Agustín Rodrigo Rivera, pareja de Gabriela Pérez -víctima fatal del tiroteo del 9 de septiembre de 2023 en el Club Yapeyú- declaró en el juicio que se desarrolla en la Cámara 3a. del Crimen integrada con jurados populares. Aseguró que teme por su vida y la de su familia.
Luego, fue el turno de Hugo “Ciego” Cardozo, número dos de La Fiel, barra de Talleres, quien narró episodios violentos a partir de su incorporación como inspector gremial al Soelsac y los respectivos alineamientos al gremio lidrado por Sergio Fittipaldi y al Surrbac de los Saillén. Con firmeza señaló frente a los jueces y jurados que él está convencido de que el ataque perpetrado el 9 de septiembre de 2023 estaba dirigido a él.
Miedo por el resultado del juicio
El primer testimonio que se escuchó en la audiencia de este miércoles fue el de Agustín Rodrigo Rivera, viudo de Gabriela. Casi al final de su declaración reconoció que tiene miedo y teme por las consecuencias que pueda tener el proceso y por eventuales represalias de integrantes de la familia de su esposa, ya que el acusado de darle muerte como sicario es Gustavo Herrera, uno de los hermanos de la víctima.

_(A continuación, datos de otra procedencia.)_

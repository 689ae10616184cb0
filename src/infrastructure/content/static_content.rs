use std::{collections::HashSet, path::Path, sync::Arc};

use anyhow::{ensure, Context};
use async_trait::async_trait;
use serde::Deserialize;
use validator::Validate;

use crate::{
    entities::{
        blog_post::BlogPost,
        profile::Profile,
        project::{ProjectDetail, ProjectSummary},
        skill::SkillCategory,
        timeline::TimelineItem,
    },
    errors::AppError,
    repositories::content::ContentRepository,
};

const EMBEDDED_CONTENT: &str = include_str!("../../../content/portfolio.json");

/// Everything the site shows, as one document.
#[derive(Debug, Clone, Deserialize, Validate)]
#[serde(rename_all = "camelCase")]
pub struct PortfolioContent {
    #[validate(nested)]
    pub profile: Profile,
    pub projects: Vec<ProjectDetail>,
    pub blog_posts: Vec<BlogPost>,
    #[validate(nested)]
    pub skills: Vec<SkillCategory>,
    pub timeline: Vec<TimelineItem>,
}

/// Read-only catalogue held in memory for the life of the process.
#[derive(Clone)]
pub struct StaticContentRepo {
    content: Arc<PortfolioContent>,
}

impl StaticContentRepo {
    pub fn from_content(content: PortfolioContent) -> Self {
        StaticContentRepo { content: Arc::new(content) }
    }

    /// Catalogue compiled into the binary.
    pub fn embedded() -> anyhow::Result<Self> {
        let content = parse_content(EMBEDDED_CONTENT)
            .context("embedded portfolio content is invalid")?;
        Ok(Self::from_content(content))
    }

    /// Loads the catalogue from `path` when given. A file that cannot be
    /// read or does not validate is logged and replaced by the embedded copy.
    pub fn load(path: Option<&Path>) -> anyhow::Result<Self> {
        let Some(path) = path else {
            return Self::embedded();
        };

        match read_content_file(path) {
            Ok(content) => {
                tracing::info!(path = %path.display(), "Loaded portfolio content");
                Ok(Self::from_content(content))
            }
            Err(e) => {
                tracing::warn!(
                    path = %path.display(),
                    error = %format!("{e:#}"),
                    "Portfolio content unavailable, falling back to embedded copy"
                );
                Self::embedded()
            }
        }
    }
}

fn read_content_file(path: &Path) -> anyhow::Result<PortfolioContent> {
    let raw = std::fs::read_to_string(path)
        .with_context(|| format!("failed to read {}", path.display()))?;
    parse_content(&raw)
}

fn parse_content(raw: &str) -> anyhow::Result<PortfolioContent> {
    let content: PortfolioContent = serde_json::from_str(raw)
        .context("failed to parse portfolio content")?;
    content.validate().context("portfolio content failed validation")?;

    ensure!(
        unique(content.projects.iter().map(|p| p.summary.slug.as_str())),
        "duplicate project slug"
    );
    ensure!(
        unique(content.blog_posts.iter().map(|p| p.slug.as_str())),
        "duplicate blog post slug"
    );
    Ok(content)
}

fn unique<'a>(mut slugs: impl Iterator<Item = &'a str>) -> bool {
    let mut seen = HashSet::new();
    slugs.all(|slug| seen.insert(slug))
}

#[async_trait]
impl ContentRepository for StaticContentRepo {
    async fn profile(&self) -> Result<Profile, AppError> {
        Ok(self.content.profile.clone())
    }

    async fn projects(&self) -> Result<Vec<ProjectSummary>, AppError> {
        Ok(self.content.projects.iter().map(|p| p.summary.clone()).collect())
    }

    async fn project_by_slug(&self, slug: &str) -> Result<Option<ProjectDetail>, AppError> {
        Ok(self.content.projects.iter().find(|p| p.summary.slug == slug).cloned())
    }

    async fn blog_posts(&self) -> Result<Vec<BlogPost>, AppError> {
        Ok(self.content.blog_posts.clone())
    }

    async fn blog_post_by_slug(&self, slug: &str) -> Result<Option<BlogPost>, AppError> {
        Ok(self.content.blog_posts.iter().find(|p| p.slug == slug).cloned())
    }

    async fn skills(&self) -> Result<Vec<SkillCategory>, AppError> {
        Ok(self.content.skills.clone())
    }

    async fn timeline(&self) -> Result<Vec<TimelineItem>, AppError> {
        Ok(self.content.timeline.clone())
    }
}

Rivera -quien es querellante en este juicio- mantuvo una declaración atravesada por recuerdos fragmentarios. Llevaba diez años en pareja con Gabriela.
Dijo que nunca tuvo vínculo con Gustavo Herrera, hermano de su esposa. Sobre la posible autoría de la balacera -es uno de los dos acusados en el juicio, junto a Petaca Vallejos- señaló que en octubre de 2023 se reunió con amigos y uno de ellos le comentó que un tal “Rambo” le habría pagado 300 dólares a Gustavo para dar un susto en el Club Yapeyú y que los dólares supuestamente eran falsos. En ese recuerdo, destacó que el propio Herrera habría reconocido “me la mandé y los dólares eran truchos”.
El turno de los barras de La Fiel
Después de Rivera, comenzaron los testimonios de integrantes de La Fiel, la agrupación de barras de Talleres que quedó involucrada en la trama de conflictos que precedió al asesinato.
El primero en declarar fue Hugo “Ciego” Cardozo, quien comenzó a trabajar para el sindicato Soelsac a mediados de 2023, como “inspector gremial”.
A su vez dijo que acercó al gremio a Federico Arce y Rubén Romero, también miembros de La Fiel.
Narró una amenaza que recibió en febrero de 2023, luego discusión y pedradas a la sede del Soelsac el día previo al almuerzo en el que un tiroteo hirió de muerte a Gabriela Pérez. También detalló una llamada telefónica el mismo día en la que un tal “Gringo” Gómez le dijo que “se corriera” del Soelsac. Caso contrario perdería el liderazgo en la barra porque entraría en acción uno de sus adversarios, Federico Pacheco, quien trabaja para “la empresa” de los Saillén. De ese modo se refirió al sindicato de recolectores, Surrbac.
Horas después señaló haber sufrido una persecución de un auto cuando iba camino al Club Yapeyú que se alejó a dos cuadras del lugar donde se produjo la balacera.

Un derrotero que, a la postre, definió como un ataque en su contra.
Su declaración introdujo la distribución de poder dentro de la cancha, en La Fiel, y las lealtades hacia Sergio Fittipaldi, del Soelsac; y Mauricio, Juan y Franco Saillén, del Surrbac.
"Tengo miedo, hay una muerte"
El tercer y último testigo de la audiencia de este miércoles fue uno de los hermanos Méndez. Es un vecino de la familia de Gustavo Herrera, acusado del homicidio de Gabriela Pérez. Dijo que los conoce desde que era chico. El día del tiroteo, el 9 de septiembre de 2023, él festejaba el cumpleaños de uno de sus hijos en un salón adyacente.
Fue reticente a responder las preguntas de la fiscalía y abogados defensores al punto que le advirtieron en tres ocasiones que podría quedar detenido por falso testimonio. Uno de los vocales del tribunal le dijo que debía estar tranquilo y declarar. La respuesta dejó a la sala en silencio: "Tengo miedo, no puedo estar tranquilo, hay una muerte".
El miedo fue una de las palabras que unificaron los relatos de los tres testigos que declararon en la jornada de este miércoles 2 de septiembre.